RHAPSODY: Execution of Hybrid AI-HPC Workflows at Scale

TL;DR

RHAPSODY is a middleware that enables seamless, scalable execution of complex hybrid AI-HPC workflows by coordinating multiple runtimes, supporting diverse workloads, and maintaining high performance on large HPC systems.

Contribution

It introduces a multi-runtime middleware that composes and coordinates existing runtimes to support heterogeneous AI-HPC workflows at scale.

Findings

Achieves near-linear scaling for inference workloads

Introduces minimal runtime overhead

Supports heterogeneous AI-HPC workflows efficiently

Abstract

Hybrid AI-HPC workflows combine large-scale simulation, training, high-throughput inference, and tightly coupled, agent-driven control within a single execution campaign.
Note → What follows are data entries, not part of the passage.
//! Nightly re-certification loop.

use std::sync::Arc;
use std::time::Duration;

use chrono::Utc;
use evgate_core::config::ReliabilityConfig;
use evgate_queue::Shutdown;
use tracing::{info, warn};

use crate::corpus::Corpus;
use crate::deploy::deployment_gate;
use crate::error::ReliabilityError;
use crate::harness::{ReliabilityHarness, ReliabilityRun, RunType};
use crate::store::RunStore;

/// Run the whole corpus once and retain the result.
pub async fn run_and_store(
    harness: &ReliabilityHarness,
    corpus: &Corpus,
    store: &dyn RunStore,
    run_type: RunType,
) -> Result<ReliabilityRun, ReliabilityError> {
    let run = harness.run(&corpus.cases, run_type).await;
    store.save(&run)?;
    Ok(run)
}

/// Run nightly until shutdown. Runs immediately when the retained
/// certificate is missing or stale.
pub async fn run_scheduled(
    harness: Arc<ReliabilityHarness>,
    corpus: Arc<Corpus>,
    store: Arc<dyn RunStore>,
    cfg: ReliabilityConfig,
    shutdown: Arc<Shutdown>,
) {
    let interval = Duration::from_secs(cfg.run_interval_hours.max(1) * 3600);
    info!(
        interval_hours = cfg.run_interval_hours,
        cases = corpus.len(),
        "reliability schedule started"
    );

    let needs_run = match store.latest() {
        Ok(latest) => !deployment_gate(latest.as_ref(), Utc::now(), &cfg).allowed,
        Err(e) => {
            warn!(error = %e, "reliability schedule: could not read latest run");
            true
        }
    };
    if !needs_run && shutdown.sleep(interval).await {
        info!("reliability schedule stopped");
        return;
    }

    loop {
        match run_and_store(&harness, &corpus, store.as_ref(), RunType::Nightly).await {
            Ok(run) if run.meets_threshold() => {}
            Ok(run) => warn!(
                run_id = %run.run_id,
                score = run.reliability_score,
                threshold = run.score_threshold,
                "reliability below threshold; deployments are blocked"
            ),
            Err(e) => warn!(error = %e, "reliability schedule: failed to store run"),
        }
        if shutdown.sleep(interval).await {
            break;
        }
    }
    info!("reliability schedule stopped");
}

#[cfg(test)]
mod tests {
    use super::*;
    use crate::responder::FixtureResponder;
    use crate::store::MemoryRunStore;
    use evgate_core::config::TribunalConfig;

    #[tokio::test]
    async fn missing_certificate_triggers_immediate_run() {
        let cfg = ReliabilityConfig::default();
        let harness = Arc::new(ReliabilityHarness::isolated(
            &TribunalConfig::default(),
            Arc::new(FixtureResponder::new()),
            &cfg,
        ));
        let mut corpus = Corpus::builtin();
        corpus.cases.truncate(3);
        let store = Arc::new(MemoryRunStore::new());
        let shutdown = Shutdown::new();

        let task = tokio::spawn(run_scheduled(
            harness,
            Arc::new(corpus),
            store.clone(),
            cfg,
            shutdown.clone(),
        ));
        for _ in 0..100 {
            if store.latest().unwrap().is_some() {
                break;
            }
            tokio::time::sleep(Duration::from_millis(10)).await;
        }
        let run = store.latest().unwrap().unwrap();
        assert_eq!(run.run_type, RunType::Nightly);
        assert_eq!(run.total_cases, 3);
        assert_eq!(run.passed, 0);

        shutdown.trigger();
        tokio::time::timeout(Duration::from_secs(1), task).await.unwrap().unwrap();
    }
}
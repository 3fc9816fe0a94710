//! PostgreSQL-backed registry reading `source_registry` and `source_endpoints`.

use async_trait::async_trait;
use sqlx::PgPool;
use tracing::warn;

use crate::error::RegistryError;
use crate::source::Source;
use crate::store::SourceRepository;

const SELECT_SOURCES: &str = "
    SELECT sr.source_id, sr.name, sr.status, sr.tier, sr.access_type, sr.update_frequency,
           sr.allowed_use, sr.needs_partnership, sr.partnership_contact,
           COUNT(se.id) AS endpoint_count
      FROM source_registry sr
      LEFT JOIN source_endpoints se ON se.source_registry_id = sr.id";

/// Row from the registry join.
#[derive(Debug, sqlx::FromRow)]
struct SourceRow {
    source_id: String,
    name: Option<String>,
    status: String,
    tier: String,
    access_type: String,
    update_frequency: String,
    allowed_use: Option<serde_json::Value>,
    needs_partnership: bool,
    partnership_contact: Option<String>,
    endpoint_count: i64,
}

impl From<SourceRow> for Source {
    fn from(row: SourceRow) -> Self {
        // Anything other than an array of strings reads as "no tags", which
        // the lint then reports as MISSING_ALLOWED_USE.
        let allowed_use = match row.allowed_use {
            Some(serde_json::Value::Array(items)) => items
                .into_iter()
                .filter_map(|v| v.as_str().map(str::to_string))
                .collect(),
            Some(other) if !other.is_null() => {
                warn!(source_id = %row.source_id, value = %other, "allowed_use is not an array");
                Vec::new()
            }
            _ => Vec::new(),
        };
        Source {
            source_id: row.source_id,
            name: row.name,
            status: row.status,
            tier: row.tier,
            access_type: row.access_type,
            update_frequency: row.update_frequency,
            allowed_use,
            endpoint_count: row.endpoint_count.max(0) as u32,
            needs_partnership: row.needs_partnership,
            partnership_contact: row.partnership_contact,
        }
    }
}

#[derive(Debug, Clone)]
pub struct PgSourceStore {
    pool: PgPool,
}

impl PgSourceStore {
    pub fn new(pool: PgPool) -> Self {
        Self { pool }
    }
}

#[async_trait]
impl SourceRepository for PgSourceStore {
    async fn get(&self, source_id: &str) -> Result<Option<Source>, RegistryError> {
        let sql = format!("{} WHERE sr.source_id = $1 GROUP BY sr.id", SELECT_SOURCES);
        let row = sqlx::query_as::<_, SourceRow>(&sql)
            .bind(source_id)
            .fetch_optional(&self.pool)
            .await?;
        Ok(row.map(Source::from))
    }

    async fn list(&self) -> Result<Vec<Source>, RegistryError> {
        let sql = format!("{} GROUP BY sr.id ORDER BY sr.id", SELECT_SOURCES);
        let rows = sqlx::query_as::<_, SourceRow>(&sql).fetch_all(&self.pool).await?;
        Ok(rows.into_iter().map(Source::from).collect())
    }

    async fn schema_columns(&self) -> Result<Vec<String>, RegistryError> {
        let rows: Vec<(String,)> = sqlx::query_as(
            "SELECT column_name::text FROM information_schema.columns
              WHERE table_name = 'source_registry'",
        )
        .fetch_all(&self.pool)
        .await?;
        Ok(rows.into_iter().map(|(c,)| c).collect())
    }
}
//! Domain-focused API endpoint modules.
//!
//! Each sub-module owns a single responsibility area.
//! The shared error shape lives here in mod.rs.

mod evidence;
mod health;
mod jobs;
mod policy;
mod reliability;

use std::fmt::Display;

use axum::http::StatusCode;
use axum::Json;
use serde_json::{json, Value};

// ── Shared error shape ───────────────────────────────────────────

pub(crate) type ApiError = (StatusCode, Json<Value>);
pub(crate) type ApiResult = Result<Json<Value>, ApiError>;

/// `{"error": ...}` with the given status; unknown codes become 500.
pub(crate) fn error_response(status: u16, message: impl Display) -> ApiError {
    let status = StatusCode::from_u16(status).unwrap_or(StatusCode::INTERNAL_SERVER_ERROR);
    (status, Json(json!({ "error": message.to_string() })))
}

pub(crate) fn internal(e: anyhow::Error) -> ApiError {
    tracing::error!(error = %format!("{:#}", e), "request failed");
    error_response(500, format!("{:#}", e))
}

pub(crate) fn to_json<T: serde::Serialize>(value: &T) -> ApiResult {
    serde_json::to_value(value)
        .map(Json)
        .map_err(|e| error_response(500, e))
}

// ── Re-exports ───────────────────────────────────────────────────
// Flat `api::foo` paths used by router.rs.

pub use evidence::{
    evidence_gate, evidence_publications, evidence_quick_verify, evidence_report, evidence_tickets, tribunal_stats,
};
pub use health::health;
pub use jobs::{
    jobs_cancel, jobs_create, jobs_get, jobs_list, jobs_pause, jobs_reset_stuck, jobs_resume, jobs_stats, jobs_stuck,
};
pub use policy::{policy_pipe_sources, policy_source, policy_summary, registry_lint, release_gate};
pub use reliability::{reliability_deploy_gate, reliability_latest};
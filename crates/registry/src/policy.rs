//! Usage-tag → ingestion-pipe policy.
//!
//! The table is a closed mapping in both directions: adding a tag or a pipe
//! fails to compile until [`UsageTag::pipes`] covers it.

use std::collections::BTreeMap;

use serde::{Deserialize, Serialize};

use crate::source::Source;

// ── Vocabularies ─────────────────────────────────────────────────────

/// Declared permission on a registry entry.
#[derive(Debug, Clone, Copy, PartialEq, Eq, Hash, PartialOrd, Ord, Serialize, Deserialize)]
#[serde(rename_all = "snake_case")]
pub enum UsageTag {
    DataNumeric,
    DataGeospatial,
    Registry,
    DocPdf,
    DocNarrative,
    DocExcel,
    NewsMedia,
    SanctionsList,
    EventData,
    PriceData,
    Forecast,
}

/// A downstream ingestion pipeline.
#[derive(Debug, Clone, Copy, PartialEq, Eq, Hash, PartialOrd, Ord, Serialize, Deserialize)]
#[serde(rename_all = "snake_case")]
pub enum PipeType {
    NumericTimeseries,
    GeospatialData,
    DocumentVault,
    NewsAggregator,
    SanctionsCompliance,
    EventTracker,
    PriceMonitor,
}

impl UsageTag {
    pub const ALL: [UsageTag; 11] = [
        UsageTag::DataNumeric,
        UsageTag::DataGeospatial,
        UsageTag::Registry,
        UsageTag::DocPdf,
        UsageTag::DocNarrative,
        UsageTag::DocExcel,
        UsageTag::NewsMedia,
        UsageTag::SanctionsList,
        UsageTag::EventData,
        UsageTag::PriceData,
        UsageTag::Forecast,
    ];

    /// Pipes this tag permits.
    pub fn pipes(&self) -> &'static [PipeType] {
        use PipeType::*;
        match self {
            UsageTag::DataNumeric => &[NumericTimeseries],
            UsageTag::DataGeospatial => &[GeospatialData],
            UsageTag::Registry => &[NumericTimeseries, GeospatialData],
            UsageTag::DocPdf | UsageTag::DocNarrative | UsageTag::DocExcel => &[DocumentVault],
            UsageTag::NewsMedia => &[NewsAggregator, DocumentVault],
            // Descriptive compliance only; never advisory or narrative pipes.
            UsageTag::SanctionsList => &[SanctionsCompliance],
            UsageTag::EventData => &[EventTracker],
            UsageTag::PriceData => &[PriceMonitor],
            UsageTag::Forecast => &[NumericTimeseries],
        }
    }

    pub fn as_str(&self) -> &'static str {
        match self {
            UsageTag::DataNumeric => "data_numeric",
            UsageTag::DataGeospatial => "data_geospatial",
            UsageTag::Registry => "registry",
            UsageTag::DocPdf => "doc_pdf",
            UsageTag::DocNarrative => "doc_narrative",
            UsageTag::DocExcel => "doc_excel",
            UsageTag::NewsMedia => "news_media",
            UsageTag::SanctionsList => "sanctions_list",
            UsageTag::EventData => "event_data",
            UsageTag::PriceData => "price_data",
            UsageTag::Forecast => "forecast",
        }
    }

    /// Parse a stored tag. Case, `-`/`_` and the descriptive spellings
    /// (`numeric-data`, `document-pdf`, `narrative-document`, ...) are accepted.
    pub fn parse(raw: &str) -> Option<Self> {
        let key = raw.trim().to_ascii_lowercase().replace(['-', ' '], "_");
        let tag = match key.as_str() {
            "data_numeric" | "numeric_data" | "numeric" => UsageTag::DataNumeric,
            "data_geospatial" | "geospatial_data" | "geospatial" => UsageTag::DataGeospatial,
            "registry" => UsageTag::Registry,
            "doc_pdf" | "document_pdf" | "pdf_document" => UsageTag::DocPdf,
            "doc_narrative" | "narrative_document" | "document_narrative" => UsageTag::DocNarrative,
            "doc_excel" | "document_spreadsheet" | "document_excel" | "spreadsheet" => UsageTag::DocExcel,
            "news_media" | "news" => UsageTag::NewsMedia,
            "sanctions_list" | "sanctions" => UsageTag::SanctionsList,
            "event_data" | "events" => UsageTag::EventData,
            "price_data" | "prices" => UsageTag::PriceData,
            "forecast" | "forecasts" => UsageTag::Forecast,
            _ => return None,
        };
        Some(tag)
    }
}

impl PipeType {
    pub const ALL: [PipeType; 7] = [
        PipeType::NumericTimeseries,
        PipeType::GeospatialData,
        PipeType::DocumentVault,
        PipeType::NewsAggregator,
        PipeType::SanctionsCompliance,
        PipeType::EventTracker,
        PipeType::PriceMonitor,
    ];

    pub fn as_str(&self) -> &'static str {
        match self {
            PipeType::NumericTimeseries => "numeric_timeseries",
            PipeType::GeospatialData => "geospatial_data",
            PipeType::DocumentVault => "document_vault",
            PipeType::NewsAggregator => "news_aggregator",
            PipeType::SanctionsCompliance => "sanctions_compliance",
            PipeType::EventTracker => "event_tracker",
            PipeType::PriceMonitor => "price_monitor",
        }
    }

    pub fn parse(raw: &str) -> Option<Self> {
        let key = raw.trim().to_ascii_lowercase().replace('-', "_");
        let key = match key.as_str() {
            "geospatial" => "geospatial_data",
            other => other,
        };
        PipeType::ALL.into_iter().find(|p| p.as_str() == key)
    }

    /// Tags that grant this pipe.
    pub fn granted_by(&self) -> Vec<UsageTag> {
        UsageTag::ALL
            .into_iter()
            .filter(|t| t.pipes().contains(self))
            .collect()
    }
}

impl std::fmt::Display for UsageTag {
    fn fmt(&self, f: &mut std::fmt::Formatter<'_>) -> std::fmt::Result {
        f.write_str(self.as_str())
    }
}

impl std::fmt::Display for PipeType {
    fn fmt(&self, f: &mut std::fmt::Formatter<'_>) -> std::fmt::Result {
        f.write_str(self.as_str())
    }
}

// ── Decision ─────────────────────────────────────────────────────────

/// Derived per-source eligibility. Recomputed on every request.
#[derive(Debug, Clone, PartialEq, Serialize, Deserialize)]
pub struct PolicyDecision {
    pub source_id: String,
    pub allowed_use: Vec<UsageTag>,
    pub eligible_pipes: Vec<PipeType>,
    pub blocked_pipes: Vec<PipeType>,
    pub can_ingest_numeric: bool,
    pub can_ingest_documents: bool,
    pub can_ingest_news: bool,
    pub can_ingest_sanctions: bool,
    #[serde(skip_serializing_if = "Option::is_none")]
    pub reason: Option<String>,
}

impl PolicyDecision {
    pub fn allows(&self, pipe: PipeType) -> bool {
        self.eligible_pipes.contains(&pipe)
    }
}

/// Compute the decision for one source. Pure.
pub fn decide(source: &Source) -> PolicyDecision {
    let allowed_use = source.usage_tags();
    let mut eligible: Vec<PipeType> = allowed_use.iter().flat_map(|t| t.pipes().iter().copied()).collect();
    eligible.sort();
    eligible.dedup();
    let blocked: Vec<PipeType> = PipeType::ALL
        .into_iter()
        .filter(|p| !eligible.contains(p))
        .collect();

    let reason = if source.is_active() {
        None
    } else {
        Some(format!("Source status: {}", source.status))
    };

    PolicyDecision {
        source_id: source.source_id.clone(),
        can_ingest_numeric: eligible.contains(&PipeType::NumericTimeseries),
        can_ingest_documents: eligible.contains(&PipeType::DocumentVault),
        can_ingest_news: eligible.contains(&PipeType::NewsAggregator),
        can_ingest_sanctions: eligible.contains(&PipeType::SanctionsCompliance),
        allowed_use,
        eligible_pipes: eligible,
        blocked_pipes: blocked,
        reason,
    }
}

// ── Summary ──────────────────────────────────────────────────────────

#[derive(Debug, Clone, PartialEq, Serialize, Deserialize)]
pub struct PolicySummary {
    /// ACTIVE sources considered.
    pub total_sources: usize,
    /// Number of ACTIVE sources eligible for each pipe.
    pub by_pipe: BTreeMap<PipeType, usize>,
    /// Number of ACTIVE sources carrying each tag.
    pub by_allowed_use: BTreeMap<UsageTag, usize>,
    /// ACTIVE sources with no recognized tag.
    pub sources_without_policy: usize,
}

pub fn summarize<'a>(sources: impl IntoIterator<Item = &'a Source>) -> PolicySummary {
    let mut summary = PolicySummary {
        total_sources: 0,
        by_pipe: BTreeMap::new(),
        by_allowed_use: BTreeMap::new(),
        sources_without_policy: 0,
    };
    for source in sources.into_iter().filter(|s| s.is_active()) {
        summary.total_sources += 1;
        let d = decide(source);
        if d.allowed_use.is_empty() {
            summary.sources_without_policy += 1;
            continue;
        }
        for tag in &d.allowed_use {
            *summary.by_allowed_use.entry(*tag).or_default() += 1;
        }
        for pipe in &d.eligible_pipes {
            *summary.by_pipe.entry(*pipe).or_default() += 1;
        }
    }
    summary
}

#[cfg(test)]
mod tests {
    use super::*;
    use crate::source::fixtures::source;

    #[test]
    fn every_tag_maps_to_at_least_one_pipe() {
        for tag in UsageTag::ALL {
            assert!(!tag.pipes().is_empty(), "{} grants nothing", tag);
        }
    }

    #[test]
    fn every_pipe_is_reachable() {
        for pipe in PipeType::ALL {
            assert!(!pipe.granted_by().is_empty(), "{} is unreachable", pipe);
        }
    }

    #[test]
    fn sanctions_list_only_feeds_compliance() {
        let d = decide(&source("ofac", &["sanctions_list"]));
        assert_eq!(d.eligible_pipes, vec![PipeType::SanctionsCompliance]);
        assert!(d.can_ingest_sanctions);
        assert!(!d.can_ingest_documents);
        assert!(!d.can_ingest_news);
        assert!(d.blocked_pipes.contains(&PipeType::DocumentVault));
        assert!(d.blocked_pipes.contains(&PipeType::NewsAggregator));
        assert_eq!(d.reason, None);
    }

    #[test]
    fn eligible_and_blocked_partition_the_catalog() {
        let d = decide(&source("mix", &["news-media", "registry", "forecast"]));
        assert_eq!(
            d.eligible_pipes,
            vec![
                PipeType::NumericTimeseries,
                PipeType::GeospatialData,
                PipeType::DocumentVault,
                PipeType::NewsAggregator
            ]
        );
        let mut all: Vec<_> = d.eligible_pipes.iter().chain(&d.blocked_pipes).copied().collect();
        all.sort();
        assert_eq!(all, PipeType::ALL.to_vec());
        for p in &d.eligible_pipes {
            assert!(!d.blocked_pipes.contains(p));
        }
    }

    #[test]
    fn inactive_source_carries_reason() {
        let mut s = source("old", &["price_data"]);
        s.status = "DEPRECATED".into();
        let d = decide(&s);
        assert_eq!(d.reason.as_deref(), Some("Source status: DEPRECATED"));
        assert!(d.allows(PipeType::PriceMonitor));
    }

    #[test]
    fn no_tags_means_everything_blocked() {
        let d = decide(&source("bare", &[]));
        assert!(d.eligible_pipes.is_empty());
        assert_eq!(d.blocked_pipes.len(), 7);
    }

    #[test]
    fn tag_spellings() {
        assert_eq!(UsageTag::parse("DOC_EXCEL"), Some(UsageTag::DocExcel));
        assert_eq!(UsageTag::parse("document-spreadsheet"), Some(UsageTag::DocExcel));
        assert_eq!(UsageTag::parse("narrative-document"), Some(UsageTag::DocNarrative));
        assert_eq!(UsageTag::parse("numeric-data"), Some(UsageTag::DataNumeric));
        assert_eq!(UsageTag::parse("advice"), None);
        assert_eq!(PipeType::parse("geospatial"), Some(PipeType::GeospatialData));
        assert_eq!(PipeType::parse("document-vault"), Some(PipeType::DocumentVault));
    }

    #[test]
    fn decision_serializes_snake_case() {
        let d = decide(&source("ofac", &["SANCTIONS_LIST"]));
        let json = serde_json::to_value(&d).unwrap();
        assert_eq!(json["eligible_pipes"], serde_json::json!(["sanctions_compliance"]));
        assert_eq!(json["allowed_use"], serde_json::json!(["sanctions_list"]));
        assert!(json.get("reason").is_none());
    }

    #[test]
    fn summary_counts_active_sources_only() {
        let mut inactive = source("c", &["price_data"]);
        inactive.status = "INACTIVE".into();
        let sources = vec![
            source("a", &["data_numeric", "forecast"]),
            source("b", &["news_media"]),
            source("d", &[]),
            inactive,
        ];
        let s = summarize(&sources);
        assert_eq!(s.total_sources, 3);
        assert_eq!(s.sources_without_policy, 1);
        assert_eq!(s.by_pipe[&PipeType::NumericTimeseries], 1);
        assert_eq!(s.by_pipe[&PipeType::DocumentVault], 1);
        assert!(!s.by_pipe.contains_key(&PipeType::PriceMonitor));
        assert_eq!(s.by_allowed_use[&UsageTag::Forecast], 1);
    }
}
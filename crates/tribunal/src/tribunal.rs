//! Ordered adjudication: analyst, skeptic, methodologist, citation
//! auditor, judge.

use std::sync::Arc;
use std::time::Instant;

use chrono::{DateTime, Duration, Utc};
use evgate_core::config::{LlmConfig, TribunalConfig};
use evgate_core::KnowledgeBase;
use evgate_llm::LlmProvider;
use tracing::{debug, info, warn};
use uuid::Uuid;

use crate::error::TribunalError;
use crate::judge::Judge;
use crate::llm_stage::LlmStage;
use crate::log::{TribunalStats, VerdictLog, VerdictRecord};
use crate::stages::{AnalystStage, CitationAuditor, MethodologistStage, SkepticStage, TribunalStage};
use crate::types::{AgentRole, Claim, EvidenceItem, TribunalVerdict};

/// How long a logged verdict stands in for a fresh run in [`Tribunal::quick_verify`].
pub const QUICK_VERIFY_MAX_AGE: Duration = Duration::hours(24);

/// One slot per role. The auditor and judge are fixed.
pub struct Tribunal {
    analyst: Box<dyn TribunalStage>,
    skeptic: Box<dyn TribunalStage>,
    methodologist: Box<dyn TribunalStage>,
    auditor: CitationAuditor,
    judge: Judge,
    log: Arc<dyn VerdictLog>,
}

impl Tribunal {
    /// Tribunal with the deterministic stage for every role.
    pub fn new(cfg: &TribunalConfig, log: Arc<dyn VerdictLog>) -> Self {
        Self {
            analyst: Box::new(AnalystStage),
            skeptic: Box::new(SkepticStage {
                tolerance_pct: cfg.contradiction_tolerance_pct,
            }),
            methodologist: Box::new(MethodologistStage),
            auditor: CitationAuditor {
                term_overlap_ratio: cfg.term_overlap_ratio,
            },
            judge: Judge::from_config(cfg),
            log,
        }
    }

    /// Deterministic tribunal, upgraded to model-backed analyst, skeptic and
    /// methodologist when a provider is given and `use_llm_stages` is set.
    pub fn from_config(
        cfg: &TribunalConfig,
        llm: &LlmConfig,
        provider: Option<Arc<dyn LlmProvider>>,
        knowledge: Option<Arc<KnowledgeBase>>,
        log: Arc<dyn VerdictLog>,
    ) -> Self {
        let tribunal = Self::new(cfg, log);
        match provider {
            Some(provider) if cfg.use_llm_stages => {
                info!(provider = %provider.label(), "tribunal using model-backed stages");
                tribunal.with_model(provider, knowledge, llm.temperature, llm.max_tokens)
            }
            _ => tribunal,
        }
    }

    /// Wrap the analyst, skeptic and methodologist slots in model stages.
    pub fn with_model(
        mut self,
        provider: Arc<dyn LlmProvider>,
        knowledge: Option<Arc<KnowledgeBase>>,
        temperature: f32,
        max_tokens: u32,
    ) -> Self {
        let wrap = |base: Box<dyn TribunalStage>| -> Box<dyn TribunalStage> {
            Box::new(
                LlmStage::new(base, provider.clone())
                    .with_knowledge(knowledge.clone())
                    .with_sampling(temperature, max_tokens),
            )
        };
        self.analyst = wrap(self.analyst);
        self.skeptic = wrap(self.skeptic);
        self.methodologist = wrap(self.methodologist);
        self
    }

    /// Replace the stage in the slot matching its role.
    pub fn with_stage(mut self, stage: Box<dyn TribunalStage>) -> Result<Self, TribunalError> {
        match stage.role() {
            AgentRole::Analyst => self.analyst = stage,
            AgentRole::Skeptic => self.skeptic = stage,
            AgentRole::Methodologist => self.methodologist = stage,
            role => {
                return Err(TribunalError::InvalidClaim(format!(
                    "the {} slot cannot be replaced",
                    role
                )))
            }
        }
        Ok(self)
    }

    pub fn log(&self) -> &Arc<dyn VerdictLog> {
        &self.log
    }

    pub fn stats(&self, recent_limit: usize) -> Result<TribunalStats, TribunalError> {
        let records = self.log.recent(usize::MAX)?;
        Ok(TribunalStats::from_records(&records, recent_limit))
    }

    /// Newest logged verdict for `claim_id` no older than `max_age`.
    pub fn recent_verdict(
        &self,
        claim_id: &str,
        max_age: Duration,
        now: DateTime<Utc>,
    ) -> Result<Option<TribunalVerdict>, TribunalError> {
        let cutoff = now - max_age;
        Ok(self
            .log
            .recent(usize::MAX)?
            .into_iter()
            .map(|r| r.verdict)
            .find(|v| v.claim_id == claim_id && v.created_at >= cutoff && v.created_at <= now))
    }

    /// Reuse a verdict from the last 24 hours, otherwise run the full tribunal.
    pub async fn quick_verify(&self, claim: &Claim, evidence: &[EvidenceItem]) -> Result<TribunalVerdict, TribunalError> {
        self.quick_verify_at(claim, evidence, Utc::now()).await
    }

    pub async fn quick_verify_at(
        &self,
        claim: &Claim,
        evidence: &[EvidenceItem],
        now: DateTime<Utc>,
    ) -> Result<TribunalVerdict, TribunalError> {
        if let Some(verdict) = self.recent_verdict(&claim.claim_id, QUICK_VERIFY_MAX_AGE, now)? {
            debug!(claim_id = %claim.claim_id, verdict_id = %verdict.verdict_id, "reusing recent verdict");
            return Ok(verdict);
        }
        self.adjudicate_at(claim, evidence, now).await
    }

    pub async fn adjudicate(&self, claim: &Claim, evidence: &[EvidenceItem]) -> Result<TribunalVerdict, TribunalError> {
        self.adjudicate_at(claim, evidence, Utc::now()).await
    }

    pub async fn adjudicate_at(
        &self,
        claim: &Claim,
        evidence: &[EvidenceItem],
        now: DateTime<Utc>,
    ) -> Result<TribunalVerdict, TribunalError> {
        if claim.claim_id.trim().is_empty() {
            return Err(TribunalError::InvalidClaim("claim_id is empty".into()));
        }
        if claim.subject.trim().is_empty() {
            return Err(TribunalError::InvalidClaim("subject is empty".into()));
        }
        let started = Instant::now();

        let mut analyses = Vec::with_capacity(5);
        for stage in [&self.analyst, &self.skeptic, &self.methodologist] {
            let analysis = stage.analyse(claim, evidence, &analyses).await;
            analyses.push(analysis);
        }
        analyses.push(self.auditor.analysis(&self.auditor.audit(claim, evidence)));

        let judgement = self.judge.rule(&analyses);
        analyses.push(judgement.analysis());

        let verdict = TribunalVerdict {
            verdict_id: Uuid::new_v4(),
            claim_id: claim.claim_id.clone(),
            subject: claim.subject.clone(),
            verdict: judgement.verdict,
            citation_coverage: judgement.citation_coverage,
            cited_sentences: judgement.cited_sentences,
            total_sentences: judgement.total_sentences,
            analyses,
            uncited_sentences: judgement.uncited_sentences,
            contradictions: judgement.contradictions,
            warnings: judgement.warnings,
            reasons: judgement.reasons,
            created_at: now,
        };

        let record = VerdictRecord {
            verdict: verdict.clone(),
            claim: claim.clone(),
            evidence: evidence.to_vec(),
        };
        if let Err(e) = self.log.append(&record) {
            warn!(claim_id = %claim.claim_id, error = %e, "failed to record verdict");
            return Err(e);
        }

        info!(
            claim_id = %verdict.claim_id,
            verdict_id = %verdict.verdict_id,
            verdict = %verdict.verdict,
            coverage = verdict.citation_coverage,
            evidence = evidence.len(),
            elapsed_ms = started.elapsed().as_millis() as u64,
            "tribunal verdict"
        );
        Ok(verdict)
    }
}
These workflows impose heterogeneous and often conflicting requirements on runtime systems, spanning MPI executables, persistent AI services, fine-grained tasks, and low-latency AI-HPC coupling. Existing systems typically address only subsets of these requirements, limiting their ability to support emerging AI-HPC applications at scale. We present RHAPSODY, a multi-runtime middleware that enables concurrent execution of heterogeneous AI-HPC workloads through uniform abstractions for tasks, services, resources, and execution policies. Rather than replacing existing runtimes, RHAPSODY composes and coordinates them, allowing simulation codes, inference services, and agentic workflows to coexist within a single job allocation on leadership-class HPC platforms. We evaluate RHAPSODY with Dragon and vLLM on multiple HPC systems using representative heterogeneous, inference-at-scale, and tightly coupled AI-HPC workflows. Our results show that RHAPSODY introduces minimal runtime overhead, sustains increasing heterogeneity at scale, achieves near-linear scaling for high-throughput inference workloads, and data- and control-efficient coupling between AI and HPC tasks in agentic workflows.